Could you copy each line of the entries that contains "MetricScore"?

Start of Provided material

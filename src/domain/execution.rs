//! Execution result types
//!
//! What the orchestrator hands back: one `TeamResult` per team regardless of
//! how that team ended, plus the final leaderboard and the single best round
//! across all teams.

use std::time::Duration;

use chrono::{DateTime, Utc};

use crate::domain::leaderboard::LeaderboardEntry;
use crate::domain::round::{ExitReason, Round};
use crate::domain::task::Task;
use crate::domain::team::Team;

/// Outcome of one team's round loop
#[derive(Debug, Clone)]
pub struct TeamResult {
    pub team: Team,

    /// Why the loop stopped
    pub exit_reason: ExitReason,

    /// Every round that reached the store, in round order
    pub rounds: Vec<Round>,

    /// Failure detail when the exit was not a judged or capped finish
    pub error: Option<String>,

    /// Wall-clock time the team spent
    pub elapsed: Duration,
}

impl TeamResult {
    /// The team's last recorded round, if any round was recorded at all.
    pub fn final_round(&self) -> Option<&Round> {
        self.rounds.last()
    }

    pub fn rounds_completed(&self) -> u32 {
        self.rounds.len() as u32
    }
}

/// Outcome of the whole execution
#[derive(Debug, Clone)]
pub struct ExecutionResult {
    /// Identifier for this run, also used in log correlation
    pub execution_id: String,

    /// The task everyone competed on
    pub task: Task,

    /// Per-team outcomes in roster order
    pub team_results: Vec<TeamResult>,

    /// Final ranking, best round per team, rank 1 first
    pub leaderboard: Vec<LeaderboardEntry>,

    /// Highest-scoring round across all teams
    pub best_round: Option<Round>,

    pub started_at: DateTime<Utc>,
    pub finished_at: DateTime<Utc>,
}

impl ExecutionResult {
    /// The rank-1 leaderboard entry, when any round was recorded.
    pub fn winner(&self) -> Option<&LeaderboardEntry> {
        self.leaderboard.first()
    }

    /// Total wall-clock time for the execution.
    pub fn elapsed(&self) -> Duration {
        (self.finished_at - self.started_at).to_std().unwrap_or_default()
    }
}

#[cfg(test)]
mod tests {
    use super::*;
    use crate::domain::evaluation::{EvaluationResult, MetricScore};

    fn round(team: &Team, number: u32, score: f64) -> Round {
        Round::new(
            team,
            number,
            format!("submission {number}"),
            EvaluationResult::weighted(vec![MetricScore {
                name: "quality".to_string(),
                score,
                weight: 1.0,
                commentary: "ok".to_string(),
            }]),
        )
    }

    #[test]
    fn test_team_result_final_round() {
        let team = Team::new("alpha", "Team Alpha");
        let result = TeamResult {
            team: team.clone(),
            exit_reason: ExitReason::JudgedComplete,
            rounds: vec![round(&team, 1, 70.0), round(&team, 2, 85.0)],
            error: None,
            elapsed: Duration::from_secs(12),
        };
        assert_eq!(result.rounds_completed(), 2);
        assert_eq!(result.final_round().map(|r| r.round_number), Some(2));
    }

    #[test]
    fn test_team_result_no_rounds() {
        let team = Team::new("beta", "Team Beta");
        let result = TeamResult {
            team,
            exit_reason: ExitReason::SubmissionFailed,
            rounds: vec![],
            error: Some("producer unreachable".to_string()),
            elapsed: Duration::from_secs(1),
        };
        assert!(result.final_round().is_none());
        assert_eq!(result.rounds_completed(), 0);
    }

    #[test]
    fn test_execution_result_winner_and_elapsed() {
        let started_at = Utc::now();
        let finished_at = started_at + chrono::Duration::seconds(30);
        let result = ExecutionResult {
            execution_id: "123-abcd1234".to_string(),
            task: Task::new("test"),
            team_results: vec![],
            leaderboard: vec![LeaderboardEntry {
                rank: 1,
                team_id: "alpha".to_string(),
                team_name: "Team Alpha".to_string(),
                round_number: 2,
                overall_score: 91.0,
                created_at: 1738300800123,
            }],
            best_round: None,
            started_at,
            finished_at,
        };
        assert_eq!(result.winner().map(|e| e.team_id.as_str()), Some("alpha"));
        assert_eq!(result.elapsed(), Duration::from_secs(30));
    }
}
//! Weighted sequential evaluation pipeline.
//!
//! Metrics run strictly in declared order, one at a time. Scores are
//! combined as a weighted sum; there is no short-circuiting on a low
//! score, only on a metric that fails outright.

use std::sync::Arc;

use thiserror::Error;
use tracing::{debug, warn};

use crate::config::{ConfigError, WEIGHT_SUM_TOLERANCE};
use crate::domain::{EvaluationResult, MetricScore, Task};
use crate::evaluator::metric::{Metric, MetricOutcome};
use crate::retry::RetryPolicy;

/// Errors from evaluating one submission.
#[derive(Debug, Error)]
pub enum EvaluationError {
    #[error("Task instruction is empty")]
    EmptyTask,

    #[error("Submission is empty")]
    EmptySubmission,

    #[error("Metric '{name}' failed after {attempts} attempt(s): {detail}")]
    MetricFailed {
        name: String,
        attempts: u32,
        detail: String,
    },
}

/// A metric with its position in the weighting scheme.
pub struct MetricBinding {
    pub name: String,
    pub weight: f64,
    pub metric: Arc<dyn Metric>,
}

impl MetricBinding {
    pub fn new(name: impl Into<String>, weight: f64, metric: Arc<dyn Metric>) -> Self {
        Self {
            name: name.into(),
            weight,
            metric,
        }
    }
}

/// Scores submissions against a fixed set of weighted metrics.
///
/// Weights are validated at construction, so a misconfigured evaluator
/// never exists: every [`Evaluator`] in the system has weights summing
/// to 1.0 within tolerance.
pub struct Evaluator {
    metrics: Vec<MetricBinding>,
    retry: RetryPolicy,
}

impl std::fmt::Debug for Evaluator {
    fn fmt(&self, f: &mut std::fmt::Formatter<'_>) -> std::fmt::Result {
        f.debug_struct("Evaluator")
            .field(
                "metrics",
                &self
                    .metrics
                    .iter()
                    .map(|b| (b.name.as_str(), b.weight))
                    .collect::<Vec<_>>(),
            )
            .field("retry", &self.retry)
            .finish()
    }
}

impl Evaluator {
    pub fn new(metrics: Vec<MetricBinding>, retry: RetryPolicy) -> Result<Self, ConfigError> {
        if metrics.is_empty() {
            return Err(ConfigError::NoMetrics);
        }
        for binding in &metrics {
            if !binding.weight.is_finite() || binding.weight <= 0.0 || binding.weight > 1.0 {
                return Err(ConfigError::InvalidWeight {
                    name: binding.name.clone(),
                    weight: binding.weight,
                });
            }
        }
        let sum: f64 = metrics.iter().map(|b| b.weight).sum();
        if (sum - 1.0).abs() > WEIGHT_SUM_TOLERANCE {
            return Err(ConfigError::InvalidWeightSum { sum });
        }

        Ok(Self { metrics, retry })
    }

    /// Score a submission against every metric, in declared order.
    ///
    /// A metric that keeps failing past its retry budget fails the whole
    /// evaluation; no partial result is returned.
    pub async fn evaluate(
        &self,
        task: &Task,
        submission: &str,
    ) -> Result<EvaluationResult, EvaluationError> {
        if task.instruction.trim().is_empty() {
            return Err(EvaluationError::EmptyTask);
        }
        if submission.trim().is_empty() {
            return Err(EvaluationError::EmptySubmission);
        }

        let mut scores = Vec::with_capacity(self.metrics.len());
        for binding in &self.metrics {
            let score = self.score_metric(binding, task, submission).await?;
            debug!(metric = %score.name, score = score.score, "metric scored");
            scores.push(score);
        }

        Ok(EvaluationResult::weighted(scores))
    }

    async fn score_metric(
        &self,
        binding: &MetricBinding,
        task: &Task,
        submission: &str,
    ) -> Result<MetricScore, EvaluationError> {
        let mut attempt = 0;
        loop {
            attempt += 1;
            let failure = match binding.metric.score(task, submission).await {
                Ok(outcome) => match check_outcome(&outcome) {
                    Ok(()) => {
                        return Ok(MetricScore {
                            name: binding.name.clone(),
                            score: outcome.score,
                            weight: binding.weight,
                            commentary: outcome.commentary,
                        });
                    }
                    // Malformed output counts against the retry budget
                    Err(problem) => problem,
                },
                Err(e) if e.is_retryable() => e.to_string(),
                Err(e) => {
                    return Err(EvaluationError::MetricFailed {
                        name: binding.name.clone(),
                        attempts: attempt,
                        detail: e.to_string(),
                    });
                }
            };

            if attempt >= self.retry.max_attempts() {
                return Err(EvaluationError::MetricFailed {
                    name: binding.name.clone(),
                    attempts: attempt,
                    detail: failure,
                });
            }

            warn!(
                metric = %binding.name,
                attempt,
                error = %failure,
                "metric call failed, retrying"
            );
            tokio::time::sleep(self.retry.delay_for(attempt)).await;
        }
    }
}

/// Shape checks on a metric outcome. Violations are retried like any
/// other malformed response.
fn check_outcome(outcome: &MetricOutcome) -> Result<(), String> {
    if !outcome.score.is_finite() || !(0.0..=100.0).contains(&outcome.score) {
        return Err(format!("score {} outside [0, 100]", outcome.score));
    }
    if outcome.commentary.trim().is_empty() {
        return Err("empty commentary".to_string());
    }
    Ok(())
}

End of Provided material

### Result of the exercise
    use crate::domain::evaluation::{EvaluationResult, MetricScore};
            EvaluationResult::weighted(vec![MetricScore {
use crate::domain::{EvaluationResult, MetricScore, Task};
    ) -> Result<MetricScore, EvaluationError> {
                        return Ok(MetricScore {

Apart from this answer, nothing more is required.